Reading Through Anne Ernaux’s Nobel

Over the past year or so, I made my way through a big portion of Anne Ernaux’s writing in translation. Below is a compilation of my writings (written at different times as I finished the books) reflecting on my thoughts on this beautiful writer whose dark words meld local and global politics, self-reflection, relationships, and growth as a modern woman in the 20th century.

GETTING LOST

As many other people did, I am sure, I took out a stack of Ernaux’s books from the library once I got around to reading the 2022 Nobel Laureate. This book is a translation of her diaries from 1988-1990 where she had an affair with a married Russian diplomat who was much younger than her as he travelled to do his job.
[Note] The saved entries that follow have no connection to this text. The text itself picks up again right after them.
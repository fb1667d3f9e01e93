//! HTML report renderer
//!
//! Renders a [`ReportModel`] into a single standalone HTML document with
//! inlined styling. The output needs no other files alongside it.

use crate::report::{EpisodeCell, RatingBand, ReportModel, SeasonGrid};
use crate::types::{EpisodeRef, SeasonStats};

const STYLE: &str = "\
body { margin: 0; padding: 2rem; background: #0d1117; color: #e6edf3; font-family: -apple-system, 'Segoe UI', Roboto, sans-serif; }
header { display: flex; align-items: center; gap: 1.5rem; margin-bottom: 1.5rem; }
header img { width: 92px; border-radius: 6px; }
h1 { margin: 0; font-size: 1.6rem; }
.sub { color: #8b949e; margin: 0.3rem 0 0; }
.summary { display: flex; flex-wrap: wrap; gap: 0.8rem; margin-bottom: 1.5rem; }
.stat { background: #161b22; border: 1px solid #30363d; border-radius: 6px; padding: 0.6rem 0.9rem; }
.stat .label { display: block; color: #8b949e; font-size: 0.75rem; text-transform: uppercase; }
.stat .value { font-size: 1.05rem; }
.no-data { color: #8b949e; font-style: italic; }
table { border-collapse: separate; border-spacing: 3px; }
th { color: #8b949e; font-size: 0.75rem; font-weight: normal; text-align: center; }
tbody th { text-align: right; padding-right: 0.5rem; }
td.cell { width: 34px; height: 34px; text-align: center; font-size: 0.75rem; border-radius: 4px; }
td.avg { color: #8b949e; font-size: 0.8rem; padding-left: 0.6rem; }
footer { margin-top: 1.5rem; color: #8b949e; font-size: 0.8rem; }
";

/// Render the report as a standalone HTML document.
pub fn render(report: &ReportModel) -> String {
    let mut out = String::new();

    out.push_str("<!DOCTYPE html>\n<html lang=\"en\">\n<head>\n");
    out.push_str("<meta charset=\"utf-8\">\n");
    out.push_str("<meta name=\"viewport\" content=\"width=device-width, initial-scale=1\">\n");
    out.push_str(&format!(
        "<title>{} - Episode Ratings</title>\n",
        escape_html(&report.show.title)
    ));
    out.push_str("<style>\n");
    out.push_str(STYLE);
    out.push_str("</style>\n</head>\n<body>\n");

    render_header(&mut out, report);
    render_summary(&mut out, report);
    render_heatmap(&mut out, report);

    out.push_str(&format!(
        "<footer>Episode ratings for {} ({})</footer>\n",
        escape_html(&report.show.title),
        escape_html(&report.show.imdb_id)
    ));
    out.push_str("</body>\n</html>\n");

    out
}

fn render_header(out: &mut String, report: &ReportModel) {
    out.push_str("<header>\n");
    if let Some(poster) = &report.show.poster_url {
        out.push_str(&format!(
            "  <img src=\"{}\" alt=\"Poster\">\n",
            escape_html(poster)
        ));
    }
    out.push_str("  <div>\n");
    out.push_str(&format!("    <h1>{}</h1>\n", escape_html(&report.show.title)));
    out.push_str(&format!(
        "    <p class=\"sub\">{} season(s) &middot; {} episode(s)</p>\n",
        report.seasons.len(),
        report.overall.episode_count
    ));
    out.push_str("  </div>\n</header>\n");
}

fn render_summary(out: &mut String, report: &ReportModel) {
    out.push_str("<section class=\"summary\">\n");

    if !report.has_ratings() {
        out.push_str("  <p class=\"no-data\">No ratings available</p>\n</section>\n");
        return;
    }

    if let Some(average) = report.overall.average {
        push_stat(out, "Overall average", &format!("{:.2} / 10", average));
    }
    if let Some(best) = &report.overall.best {
        push_stat(out, "Highest rated", &episode_stat(best));
    }
    if let Some(worst) = &report.overall.worst {
        push_stat(out, "Lowest rated", &episode_stat(worst));
    }
    if let Some(season) = report.overall.best_season {
        push_stat(out, "Best season", &format!("Season {}", season));
    }
    if let Some(season) = report.overall.worst_season {
        push_stat(out, "Worst season", &format!("Season {}", season));
    }
    push_stat(
        out,
        "Rated episodes",
        &format!(
            "{} of {}",
            report.overall.rated_count, report.overall.episode_count
        ),
    );

    out.push_str("</section>\n");
}

fn render_heatmap(out: &mut String, report: &ReportModel) {
    out.push_str("<section class=\"heatmap\">\n");

    if report.seasons.is_empty() {
        out.push_str("  <p class=\"no-data\">No episode data found</p>\n</section>\n");
        return;
    }

    out.push_str("<table>\n  <thead>\n    <tr><th></th>");
    for column in 1..=report.max_episodes {
        out.push_str(&format!("<th>{}</th>", column));
    }
    out.push_str("<th>Avg</th></tr>\n  </thead>\n  <tbody>\n");

    for grid in &report.seasons {
        let stats = report
            .season_stats
            .iter()
            .find(|s| s.season_number == grid.season.number);
        render_season_row(out, grid, stats);
    }

    out.push_str("  </tbody>\n</table>\n</section>\n");
}

fn render_season_row(out: &mut String, grid: &SeasonGrid, stats: Option<&SeasonStats>) {
    out.push_str(&format!("    <tr><th>S{}</th>", grid.season.number));

    for cell in &grid.episodes {
        let label = match cell.episode.rating {
            Some(rating) => format!("{:.1}", rating),
            None => "&middot;".to_string(),
        };
        out.push_str(&format!(
            "<td class=\"cell\" style=\"background:{};color:{};\" title=\"{}\">{}</td>",
            cell.band.color(),
            cell_text_color(cell.band),
            escape_html(&cell_tooltip(cell)),
            label
        ));
    }

    match stats.and_then(|s| s.average) {
        Some(average) => out.push_str(&format!("<td class=\"avg\">{:.2}</td>", average)),
        None => out.push_str("<td class=\"avg\">&middot;</td>"),
    }
    out.push_str("</tr>\n");
}

fn cell_tooltip(cell: &EpisodeCell) -> String {
    let mut tooltip = format!("{} \u{00b7} {}", cell.episode.code(), cell.episode.title);

    match cell.episode.rating {
        Some(rating) => {
            tooltip.push_str(&format!(" \u{00b7} {:.1}", rating));
            if let Some(votes) = cell.episode.vote_count {
                tooltip.push_str(&format!(" ({} votes)", group_thousands(votes)));
            }
        }
        None => tooltip.push_str(" \u{00b7} unrated"),
    }

    tooltip
}

/// Dark text on the light band, light text everywhere else.
fn cell_text_color(band: RatingBand) -> &'static str {
    match band {
        RatingBand::LightGreen => "#0d1117",
        _ => "#e6edf3",
    }
}

fn push_stat(out: &mut String, label: &str, value: &str) {
    out.push_str(&format!(
        "  <div class=\"stat\"><span class=\"label\">{}</span><span class=\"value\">{}</span></div>\n",
        escape_html(label),
        escape_html(value)
    ));
}

fn episode_stat(episode: &EpisodeRef) -> String {
    format!(
        "{} \u{00b7} {} ({:.1})",
        format_code(episode),
        episode.title,
        episode.rating
    )
}

fn format_code(episode: &EpisodeRef) -> String {
    format!("S{:02}E{:02}", episode.season_number, episode.episode_number)
}

fn group_thousands(value: u32) -> String {
    let digits = value.to_string();
    let mut grouped = String::new();

    for (i, ch) in digits.chars().enumerate() {
        if i > 0 && (digits.len() - i) % 3 == 0 {
            grouped.push(',');
        }
        grouped.push(ch);
    }

    grouped
}

fn escape_html(text: &str) -> String {
    text.replace('&', "&amp;")
        .replace('<', "&lt;")
        .replace('>', "&gt;")
        .replace('"', "&quot;")
        .replace('\'', "&#39;")
}
//! HTTP client with rate limiting for IMDB
//!
//! This module provides a rate-limited HTTP client that keeps request
//! frequency polite and implements retry logic with exponential backoff.

use std::sync::Arc;
use std::time::{Duration, Instant};
use tokio::sync::Mutex;
use tokio::time::sleep;

use crate::error::{Result, ScrapeError};

/// Base URL for IMDB
const IMDB_BASE_URL: &str = "https://www.imdb.com";

/// Default User-Agent mimicking a modern browser
const DEFAULT_USER_AGENT: &str = "Mozilla/5.0 (Macintosh; Intel Mac OS X 10_15_7) AppleWebKit/537.36 (KHTML, like Gecko) Chrome/120.0.0.0 Safari/537.36";

/// Accept-Language header; IMDB localizes titles without it
const DEFAULT_ACCEPT_LANGUAGE: &str = "en-US,en;q=0.9";

/// Maximum number of retry attempts for transient errors
const MAX_RETRIES: u32 = 3;

/// Base delay for exponential backoff (in milliseconds)
const BASE_RETRY_DELAY_MS: u64 = 1000;

/// Rate limiter to control request frequency
///
/// Ensures that requests are spaced at least `min_interval` apart.
pub struct RateLimiter {
    /// Minimum interval between requests
    min_interval: Duration,
    /// Timestamp of the last request
    last_request: Arc<Mutex<Instant>>,
}

impl RateLimiter {
    /// Create a new rate limiter with the specified requests per second.
    pub fn new(requests_per_second: f64) -> Self {
        let min_interval = Duration::from_secs_f64(1.0 / requests_per_second);
        Self {
            min_interval,
            last_request: Arc::new(Mutex::new(Instant::now() - min_interval)),
        }
    }

    /// Acquire permission to make a request, waiting if necessary to keep
    /// the minimum interval between requests.
    pub async fn acquire(&self) {
        let mut last = self.last_request.lock().await;
        let elapsed = last.elapsed();

        if elapsed < self.min_interval {
            let wait_time = self.min_interval - elapsed;
            sleep(wait_time).await;
        }

        *last = Instant::now();
    }

    /// Get the minimum interval between requests.
    pub fn min_interval(&self) -> Duration {
        self.min_interval
    }
}

/// Configuration for the IMDB HTTP client
#[derive(Debug, Clone)]
pub struct ClientConfig {
    /// Base URL to fetch from (default: <https://www.imdb.com>); tests point
    /// this at a local mock server
    pub base_url: String,
    /// Maximum requests per second (default: 2.0)
    pub requests_per_second: f64,
    /// Request timeout in seconds (default: 30)
    pub timeout_secs: u64,
}

impl Default for ClientConfig {
    fn default() -> Self {
        Self {
            base_url: IMDB_BASE_URL.to_string(),
            requests_per_second: 2.0,
            timeout_secs: 30,
        }
    }
}

/// HTTP client for IMDB with rate limiting and retry logic
///
/// This client automatically:
/// - Limits request rate to avoid server overload
/// - Retries on transient errors (429, 5xx) with exponential backoff
/// - Sets browser-like headers so IMDB serves the regular English pages
pub struct ImdbClient {
    /// Underlying HTTP client
    client: reqwest::Client,
    /// Rate limiter for request throttling
    rate_limiter: RateLimiter,
    /// Base URL requests are resolved against
    base_url: String,
}

impl ImdbClient {
    /// Create a new client with default configuration.
    ///
    /// # Errors
    /// Returns an error if the HTTP client cannot be created.
    pub fn new() -> Result<Self> {
        Self::with_config(ClientConfig::default())
    }

    /// Create a new client with custom configuration.
    ///
    /// # Errors
    /// Returns an error if the HTTP client cannot be created.
    pub fn with_config(config: ClientConfig) -> Result<Self> {
        let client = reqwest::Client::builder()
            .user_agent(DEFAULT_USER_AGENT)
            .default_headers({
                let mut headers = reqwest::header::HeaderMap::new();
                headers.insert(
                    reqwest::header::ACCEPT_LANGUAGE,
                    reqwest::header::HeaderValue::from_static(DEFAULT_ACCEPT_LANGUAGE),
                );
                headers
            })
            .timeout(Duration::from_secs(config.timeout_secs))
            .build()?;

        let rate_limiter = RateLimiter::new(config.requests_per_second);

        Ok(Self {
            client,
            rate_limiter,
            base_url: config.base_url,
        })
    }

    /// Fetch HTML content from an IMDB path.
    ///
    /// Handles rate limiting and retries automatically.
    ///
    /// # Arguments
    /// * `path` - Relative path (e.g. "/title/tt0903747/episodes/?season=1")
    ///
    /// # Errors
    /// - `ScrapeError::Http` - Network or HTTP error after all retries
    /// - `ScrapeError::RateLimited` - Server returned 429 after all retries
    /// - `ScrapeError::NotFound` - Server returned 404
    pub async fn fetch(&self, path: &str) -> Result<String> {
        let url = format!("{}{}", self.base_url, path);
        self.fetch_with_retry(&url, 0).await
    }

    /// Internal method to fetch with retry logic
    fn fetch_with_retry<'a>(
        &'a self,
        url: &'a str,
        attempt: u32,
    ) -> std::pin::Pin<Box<dyn std::future::Future<Output = Result<String>> + Send + 'a>> {
        Box::pin(async move {
            // Wait for rate limiter before making request
            self.rate_limiter.acquire().await;

            let response = self.client.get(url).send().await?;
            let status = response.status();

            if status.is_success() {
                return Ok(response.text().await?);
            }

            // 404 - Not Found (no retry)
            if status == reqwest::StatusCode::NOT_FOUND {
                return Err(ScrapeError::NotFound(url.to_string()));
            }

            // 429 - Rate Limited
            if status == reqwest::StatusCode::TOO_MANY_REQUESTS {
                if attempt < MAX_RETRIES {
                    let delay = self.calculate_backoff_delay(attempt);
                    sleep(delay).await;
                    return self.fetch_with_retry(url, attempt + 1).await;
                }
                return Err(ScrapeError::RateLimited);
            }

            // 5xx - Server errors
            if status.is_server_error() {
                if attempt < MAX_RETRIES {
                    let delay = self.calculate_backoff_delay(attempt);
                    sleep(delay).await;
                    return self.fetch_with_retry(url, attempt + 1).await;
                }
                return Err(ScrapeError::Http(
                    response.error_for_status().unwrap_err(),
                ));
            }

            // Other errors - convert to Http
            Err(ScrapeError::Http(response.error_for_status().unwrap_err()))
        })
    }

    /// Calculate exponential backoff delay for retry
    fn calculate_backoff_delay(&self, attempt: u32) -> Duration {
        // Exponential backoff: 1s, 2s, 4s, ...
        let delay_ms = BASE_RETRY_DELAY_MS * 2u64.pow(attempt);
        Duration::from_millis(delay_ms)
    }
}

#[cfg(test)]
mod tests {
    use super::*;

    #[test]
    fn test_rate_limiter_creation() {
        let limiter = RateLimiter::new(2.0);
        assert_eq!(limiter.min_interval(), Duration::from_millis(500));
    }

    #[test]
    fn test_rate_limiter_different_rates() {
        let limiter = RateLimiter::new(1.0);
        assert_eq!(limiter.min_interval(), Duration::from_secs(1));

        let limiter = RateLimiter::new(4.0);
        assert_eq!(limiter.min_interval(), Duration::from_millis(250));
    }

    #[test]
    fn test_client_config_default() {
        let config = ClientConfig::default();
        assert_eq!(config.base_url, "https://www.imdb.com");
        assert_eq!(config.requests_per_second, 2.0);
        assert_eq!(config.timeout_secs, 30);
    }

    #[test]
    fn test_client_creation() {
        let client = ImdbClient::new();
        assert!(client.is_ok());
    }

    #[test]
    fn test_client_with_custom_config() {
        let config = ClientConfig {
            base_url: "http://localhost:8080".to_string(),
            requests_per_second: 1.0,
            timeout_secs: 60,
        };
        let client = ImdbClient::with_config(config);
        assert!(client.is_ok());
    }

    #[test]
    fn test_backoff_delay_calculation() {
        let client = ImdbClient::new().unwrap();

        assert_eq!(client.calculate_backoff_delay(0), Duration::from_millis(1000));
        assert_eq!(client.calculate_backoff_delay(1), Duration::from_millis(2000));
        assert_eq!(client.calculate_backoff_delay(2), Duration::from_millis(4000));
    }

    #[tokio::test]
    async fn test_rate_limiter_acquire() {
        let limiter = RateLimiter::new(10.0); // 10 requests per second = 100ms interval

        let start = Instant::now();
        limiter.acquire().await;
        limiter.acquire().await;
        let elapsed = start.elapsed();

        // Second acquire should wait at least 100ms
        assert!(elapsed >= Duration::from_millis(100));
    }
}
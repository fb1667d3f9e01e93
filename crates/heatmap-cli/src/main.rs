//! Command-line interface for the IMDB episode rating heatmap tool.

use std::path::{Path, PathBuf};

use anyhow::Context as _;
use clap::Parser;

use heatmap_core::{render, ImdbScraper, ReportModel};

/// Scrape IMDB episode ratings and generate a heatmap report.
#[derive(Debug, Parser)]
#[command(author, version, about)]
struct Cli {
    /// IMDB show URL (e.g. https://www.imdb.com/title/tt0903747/)
    url: String,

    /// Output file path (default: {show-title}.html in the working directory)
    #[arg(short, long)]
    output: Option<PathBuf>,
}

#[tokio::main]
async fn main() -> anyhow::Result<()> {
    init_logging()?;
    let cli = Cli::parse();

    let scraper = ImdbScraper::new().context("create scraper")?;
    let report = scraper.scrape(&cli.url).await.context("scrape show")?;

    let output = cli
        .output
        .unwrap_or_else(|| PathBuf::from(format!("{}.html", slug(&report.show.title))));
    std::fs::write(&output, render(&report))
        .with_context(|| format!("write report to {}", output.display()))?;

    print_summary(&report, &output);
    Ok(())
}

fn init_logging() -> anyhow::Result<()> {
    let filter = tracing_subscriber::EnvFilter::try_from_default_env()
        .or_else(|_| tracing_subscriber::EnvFilter::try_new("info"))
        .context("build log filter")?;

    tracing_subscriber::fmt()
        .with_env_filter(filter)
        .with_target(false)
        .with_writer(std::io::stderr)
        .try_init()
        .map_err(|err| anyhow::anyhow!("initialize tracing subscriber: {err}"))?;

    Ok(())
}

/// Turn a show title into a filesystem-friendly file stem.
fn slug(text: &str) -> String {
    let mut slug = String::new();
    let mut pending_dash = false;

    for ch in text.to_lowercase().chars() {
        if ch.is_alphanumeric() {
            if pending_dash && !slug.is_empty() {
                slug.push('-');
            }
            pending_dash = false;
            slug.push(ch);
        } else if !slug.is_empty() {
            pending_dash = true;
        }
    }

    if slug.is_empty() {
        "report".to_string()
    } else {
        slug
    }
}

fn print_summary(report: &ReportModel, output: &Path) {
    println!("{}", "=".repeat(50));
    println!("Show: {}", report.show.title);
    println!("Seasons: {}", report.seasons.len());
    println!(
        "Episodes: {} ({} rated)",
        report.overall.episode_count, report.overall.rated_count
    );

    if let Some(average) = report.overall.average {
        println!("Overall average: {:.2}/10", average);
    } else {
        println!("No ratings available.");
    }
    if let Some(best) = &report.overall.best {
        println!(
            "Highest rated: S{:02}E{:02} - {} ({:.1})",
            best.season_number, best.episode_number, best.title, best.rating
        );
    }
    if let Some(worst) = &report.overall.worst {
        println!(
            "Lowest rated: S{:02}E{:02} - {} ({:.1})",
            worst.season_number, worst.episode_number, worst.title, worst.rating
        );
    }

    println!("Report: {}", output.display());
    println!("{}", "=".repeat(50));
}

#[cfg(test)]
mod tests {
    use super::*;
    use clap::CommandFactory;

    #[test]
    fn test_cli_declaration() {
        Cli::command().debug_assert();
    }

    #[test]
    fn test_cli_parses_url_and_output() {
        let cli = Cli::parse_from(["imdb-heatmap", "https://www.imdb.com/title/tt1/", "-o", "out.html"]);
        assert_eq!(cli.url, "https://www.imdb.com/title/tt1/");
        assert_eq!(cli.output, Some(PathBuf::from("out.html")));
    }

    #[test]
    fn test_slug() {
        assert_eq!(slug("Breaking Bad"), "breaking-bad");
        assert_eq!(slug("The Wire: Season One!"), "the-wire-season-one");
        assert_eq!(slug("  Doctor Who (2005)  "), "doctor-who-2005");
        assert_eq!(slug("***"), "report");
        assert_eq!(slug(""), "report");
    }
}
He isn’t so much the focus of her writing, rather she lyrically explores her own internality of being a woman who exists to be used by him as his “mother and whore,” and exacting the desires and sexual confidence he lacks in his marriage. Her palpable loneliness follows her through every day of missing “S”, awaiting his phone calls and never knowing when the rug will finally be pulled out from under their relationship. She aches for him sadly, and she navigates her late forties in this time with her fears of contracting AIDS from him and what she suspects is his “Don Juan” line of women that his narcissism has lined up in every city he visits. It really puts a strong, clear perspective of the life lived as the other woman, written beautifully and translated by Alison L Strayer in vivid detail. I am not sure this relationship and journal would have been as gorgeous, tragic, and erotic in the hands of anyone less well-read and worldly as Ernaux, and my time with her as she suffered through the unknowns of this portion of her life was quite enjoyable. Reflecting on my own relationships and mistakes, it brings a vibrancy to that which we lose and expect from lovers no matter the circumstances. Loneliness can be a weight on one’s shoulders or the key that opens the bird cage, and in these journals, I think she navigates both quite beautifully. 

HAPPENING

Catching up on 2022’s Nobel Laureate, Happening is the second book I picked up after Getting Lost, and it was a much more powerful, captivating, and heartbreaking book. Clocking in at a slim 98 pages, this tells the story of an abortion. Ernaux presents a harrowing ordeal that tries to navigate the internal and striking emotional labyrinth of what it means to become pregnant and make the difficult decision to abort – something that I think is a nebulous concept even leading up to it for the person involved as much as it is for the people that make the topic a heartless battleground out of something they will never have to experience. There is no question here that the experience was an excruciating one; one that Ernaux says genuinely prepared her for motherhood later. There are a few scenes that are written so perfectly, so horrifically, that while I will never have to face the brutality of the before and after of the fallout of what is always a woman’s most difficult decision, I have all the compassion and empathy in the world for any woman that must go through it. This short book is the hurricane of those choices – choices made in a country that had a 10-week cutoff at the time that may also lead to the cutoff of the very life they could continue to live happily and healthily with a family as Ernaux eventually did. 

A GIRL’S STORY

This was perhaps the third or fourth of Ernaux’s work that I read after she won the Nobel, and I found this one to be one of the best. This book explores the young life of the author before she became an author, and ultimately the road that led her to writing through a mature, controlling relationship with a man that brought her heartbreak, abuse, and strangely enough, some degree of pleasure. But the man leaves, and in doing so, Ernaux develops into a self-sufficient writer who can fully discover what she is capable of without the controls this relationship fenced around her. There was something about the coming of age aspect that really resonated with me compared to the others I read, and it was a pleasure to experience. 

THE YEARS

This was the last of the books I read by Nobel winner Anne Ernaux in my little marathon readthrough of the prolific French writer. This was one of my favorites – her extreme autobiographical style seems to heavily rely on her internality and relationships most of the time, but when she truly shines is in works like this one. The Years tells the story of her life over the span of the 1960s through the early 21st century, but combines that with external social demands and events of France and the world woven through her experience, and it creates this beautiful tapestry that seems to accelerate faster and faster as the piece moves downhill into the extremity of speed that is her later years. In many ways it mirrors the life experience beautifully, a rollercoaster speeding faster and faster as one reaches older age, but her experience really magnifies the social and political tumult of the sixties when things seemed to matter more and have more vibrancy. In this piece, as reality gets greyer and more complicated and the global machine changes to strange boundaries of rights and everything we fight for gets blurrier and blurrier, time speeds and we embrace the powerful mechanics Ernaux’s beautiful mirror to ourselves. A great piece from a great writer.